Abstract

The effect of martial arts on adolescents' behavior, especially aggression, is controversial. The aim of this study was to assess and compare anger ratings among adolescent girl athletes of different martial arts. 291 female adolescents between the ages of 11 and 19 were assessed according to the Adolescent Anger Rating Scale designed by DM Burney. In the case group, the martial arts practiced were either judo ( 𝑛 = 7 0 ) or karate ( 𝑛 = 6 6 ), while the control group was composed of swimmers ( 𝑛 = 5 9 ) and nonathletes ( 𝑛 = 9 6 ). Total anger scores showed statistically significant differences between the groups ( 𝑃 = 0 . 0 0 1 ) decreasing from girls who practiced judo to nonathletes, karate, and swimmers. Instrumental and reactive anger subscales also showed significant differences between the groups, but this difference was not found for anger control. As a conclusion, the anger rate did not differ between judoka and nonathletes, but that both of these groups received higher scores in total anger than karateka and swimmers.

1. Introduction

The practice of martial arts has grown significantly in recent decades. Every year official competitions of these sports are held regularly, and the number of participants is increasing. This trend has led to increased participation by both male and female adolescents in these sports. Karate and judo are among the more popular of the martial arts, especially in Eastern countries.

The word “karate” means “empty hand”; it is one of the old Japanese martial arts that has gradually become a combat sport. Karate practice can be divided into three parts: kihon, kata, and kumite. “Kihon” are basic techniques, “kata” are set combinations of techniques which are practiced with an imaginary opponent, and “kumite” is sparring with an opponent which involves the use of controlled kicks and punches [1].

The word “judo” means “the gentle way” and its origin, like karata, comes from Japan. Accordingly, its philosophy is to teach the individual to deal with problems in a gentle way and is meant to contribute not only to physical development but also to psychological maturity [2].

Because of the clashing nature of these kinds of sports, there have always been questions regarding their effect on adolescents' behavior. Some of these questions concern how they may affect the rate of aggression among adolescents. Questions like “can exercise lead to an increase or decrease in adolescents’ aggression?”, and “which kind of sport has a negative and which has a positive effect on athletes’ aggression?”, “are aggressive individuals more inclined to a special kind of sport?” [3, 4] need to be answered. Prior studies have not offered a definitive answer to these questions and the subject remains controversial, although not one study is able to answer them.

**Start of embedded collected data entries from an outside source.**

// This Source Code Form is subject to the terms of the Mozilla Public
// License, v. 2.0. If a copy of the MPL was not distributed with this
// file, You can obtain one at https://mozilla.org/MPL/2.0/.

//! Distance measurement tool
//!
//! A small state machine: idle until started, then every canvas click
//! appends a document-space point. Consecutive point pairs expose their
//! Euclidean distance and midpoint for on-canvas annotation. There is no
//! upper bound on points and the tool never terminates on its own.

use plan_lite_core::Point2D;
use serde::{Deserialize, Serialize};

/// Measurement tool state
#[derive(Debug, Clone, Default, Serialize, Deserialize, PartialEq)]
pub struct Measurement {
    active: bool,
    points: Vec<Point2D>,
}

/// One annotated span between consecutive measurement points
#[derive(Debug, Clone, Copy, PartialEq)]
pub struct MeasuredSegment {
    pub from: Point2D,
    pub to: Point2D,
    pub distance: f64,
    /// Annotation anchor.
    pub midpoint: Point2D,
}

impl Measurement {
    pub fn is_active(&self) -> bool {
        self.active
    }

    pub fn points(&self) -> &[Point2D] {
        &self.points
    }

    /// Begin measuring, discarding any prior points.
    pub fn start(&mut self) {
        self.points.clear();
        self.active = true;
    }

    /// Append a clicked point (document space, unclamped). Ignored while
    /// idle.
    pub fn add_point(&mut self, point: Point2D) {
        if self.active {
            self.points.push(point);
        }
    }

    /// Return to idle and discard all points.
    pub fn clear(&mut self) {
        self.active = false;
        self.points.clear();
    }

    /// Pairwise spans in click order.
    pub fn segments(&self) -> Vec<MeasuredSegment> {
        self.points
            .windows(2)
            .map(|pair| MeasuredSegment {
                from: pair[0],
                to: pair[1],
                distance: pair[0].distance_to(&pair[1]),
                midpoint: pair[0].midpoint(&pair[1]),
            })
            .collect()
    }
}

Aggression is a forceful, goal-directed action that may be verbal or physical and is the motor counterpart of the affect of rage, anger, or hostility [5]. Although participation in sports has many positive aspects, championship tournaments usually involve aggressive behavior [6]. Aggression can be divided into two types, hostile and instrumental. The goal of hostile or reactive aggression, which is motivated by anger, is to inflict injury or psychological harm on someone else without a further goal. By contrast, in instrumental aggression the goal is to injure an opponent in order to increase one's chances of victory [6, 7]. Primary studies of aggression in athletes who practice high physical contact sports, that is, football players, judokas, or wrestlers were more aggressive, in both sports and in their daily lives, than athletes who practiced low or medium contact sports [3]. Following this theory, complementary studies were carried out in different sports, in which the results showed that in martial arts the aggressiveness levels decrease with the duration of practice in martial arts [4, 8]. Some researchers have proposed martial arts as a way of the acquisition of emotional and behavioral self-control [4, 8], while others have proposed that karate or judo training would not lead to a decrease in aggression [911]. The small sample size of previous studies justifies the need for more research in this regard. On the other hand, the question of whether aggressive individuals are more inclined to participate in these kinds of sports or martial arts, and the effect that such a confusion factor may have on aggressiveness levels among athlete, has increased the ambiguity of previous studies [3].

Some studies have shown no difference in the aggression scores of children beginning karate training compared to the control group, but a higher anger score in children beginning judo training has been found [3]. An absence of differences in aggression scores between children who participate in karate compared to a control group [11] and a significant increase of aggression among children studying judo [12] have also been reported. The results suggested that kata or meditation training can lead to a reduction of aggression among karate athletes [10].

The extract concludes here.